Article rédigé par Laurent Filippi
France Télévisions
Publié Mis à jour
Temps de lecture : 1 min

A travers ses photographies d’architectures à l'abandon et d’espaces oubliés à Abidjan, François-Xavier Gbré se confronte au changement, à l'essor économique, aux grands travaux d'urbanisation et aux traces d'une Côte d'Ivoire de l'entre-deux.

Visible jusqu’au 19 février 2022 à la Galerie Cécile Fakhoury d'Abidjan, l’exposition La Nage de l'éléphant réunit un ensemble d’œuvres réalisées au cours des deux dernières années par François-Xavier Gbré. Le photographe continue son exploration des territoires de la Côte d’ivoire et questionne ainsi l’évolution du pays.

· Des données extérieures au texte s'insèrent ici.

//! Environment-driven runtime configuration.
//!
//! # Invariants
//! - Values are trimmed; blank values fall back to defaults.
//! - `log_level` is always one of `trace|debug|info|warn|error`.

use crate::logging::{default_log_level, LogLevel};
use std::error::Error;
use std::fmt::{Display, Formatter};
use std::path::PathBuf;

pub const DB_PATH_ENV: &str = "CANNALOG_DB_PATH";
pub const LOG_LEVEL_ENV: &str = "CANNALOG_LOG_LEVEL";
pub const LOG_DIR_ENV: &str = "CANNALOG_LOG_DIR";
const DEFAULT_DB_FILE_NAME: &str = "cannalog.sqlite3";

#[derive(Debug, Clone, PartialEq, Eq)]
pub enum ConfigError {
    InvalidLogLevel { key: &'static str, value: String },
}

impl Display for ConfigError {
    fn fmt(&self, f: &mut Formatter<'_>) -> std::fmt::Result {
        match self {
            Self::InvalidLogLevel { key, value } => write!(
                f,
                "{key}=`{value}` is not a log level; expected trace|debug|info|warn|error"
            ),
        }
    }
}

impl Error for ConfigError {}

/// Resolved runtime settings.
#[derive(Debug, Clone, PartialEq, Eq)]
pub struct AppConfig {
    pub db_path: PathBuf,
    pub log_level: LogLevel,
    /// File logging stays off when `None`.
    pub log_dir: Option<PathBuf>,
}

impl Default for AppConfig {
    fn default() -> Self {
        Self {
            db_path: std::env::temp_dir().join(DEFAULT_DB_FILE_NAME),
            log_level: default_log_level(),
            log_dir: None,
        }
    }
}

impl AppConfig {
    /// Reads `CANNALOG_*` variables from the process environment.
    pub fn from_env() -> Result<Self, ConfigError> {
        Self::from_lookup(|key| std::env::var(key).ok())
    }

    /// Resolves configuration through an arbitrary key lookup.
    pub fn from_lookup(lookup: impl Fn(&str) -> Option<String>) -> Result<Self, ConfigError> {
        let read = |key: &str| {
            lookup(key)
                .map(|value| value.trim().to_string())
                .filter(|value| !value.is_empty())
        };

        let mut config = Self::default();
        if let Some(path) = read(DB_PATH_ENV) {
            config.db_path = PathBuf::from(path);
        }
        if let Some(level) = read(LOG_LEVEL_ENV) {
            config.log_level = LogLevel::parse(&level).ok_or(ConfigError::InvalidLogLevel {
                key: LOG_LEVEL_ENV,
                value: level,
            })?;
        }
        config.log_dir = read(LOG_DIR_ENV).map(PathBuf::from);
        Ok(config)
    }
}
//! Grow-log schema history.
//!
//! Each step is a plain SQL script. The version reached is stored in
//! `PRAGMA user_version`; an upgrade either applies every pending step or
//! none of them.

use super::{DbError, DbResult, DbTarget};
use log::{debug, info};
use rusqlite::Connection;

struct SchemaStep {
    version: u32,
    name: &'static str,
    sql: &'static str,
}

const STEPS: [SchemaStep; 2] = [
    SchemaStep {
        version: 1,
        name: "entries",
        sql: include_str!("0001_entries.sql"),
    },
    SchemaStep {
        version: 2,
        name: "session_state",
        sql: include_str!("0002_session_state.sql"),
    },
];

/// Schema version this build writes.
pub fn latest_version() -> u32 {
    STEPS[STEPS.len() - 1].version
}

/// Schema version recorded in the open database.
pub fn schema_version(conn: &Connection) -> rusqlite::Result<u32> {
    conn.pragma_query_value(None, "user_version", |row| row.get(0))
}

/// Brings the grow log at `target` up to [`latest_version`].
///
/// Returns the version found before upgrading.
pub(crate) fn upgrade(conn: &mut Connection, target: &DbTarget) -> DbResult<u32> {
    let found = schema_version(conn)?;
    let supported = latest_version();
    if found > supported {
        return Err(DbError::SchemaTooNew {
            target: target.clone(),
            found,
            supported,
        });
    }

    let pending: Vec<&SchemaStep> = STEPS.iter().filter(|step| step.version > found).collect();
    if pending.is_empty() {
        debug!("event=db_migrate module=db status=skip version={found}");
        return Ok(found);
    }

    let tx = conn.transaction()?;
    for step in pending {
        let applied = tx
            .execute_batch(step.sql)
            .and_then(|()| tx.pragma_update(None, "user_version", step.version));
        applied.map_err(|source| DbError::Migration {
            version: step.version,
            name: step.name,
            source,
        })?;
        debug!(
            "event=db_migrate_step module=db status=ok version={} name={}",
            step.version, step.name
        );
    }
    tx.commit()?;

    info!(
        "event=db_migrate module=db status=ok mode={} from_version={found} to_version={supported}",
        target.mode()
    );
    Ok(found)
}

"En prise avec le temps et la géographie, son travail convoque le langage de l’architecture comme témoin de mémoire et des changements sociaux. Des vestiges coloniaux aux paysages redéfinis par l’actualité, il explore des territoires et revisite l’Histoire (…) Dans le large corpus de photographies inédites que l’artiste dévoile dans l’exposition La Nage de l’éléphant, la ville d’Abidjan tient encore et toujours une place symbolique, tant elle est la vitrine du pouvoir en place", déclare la galerie.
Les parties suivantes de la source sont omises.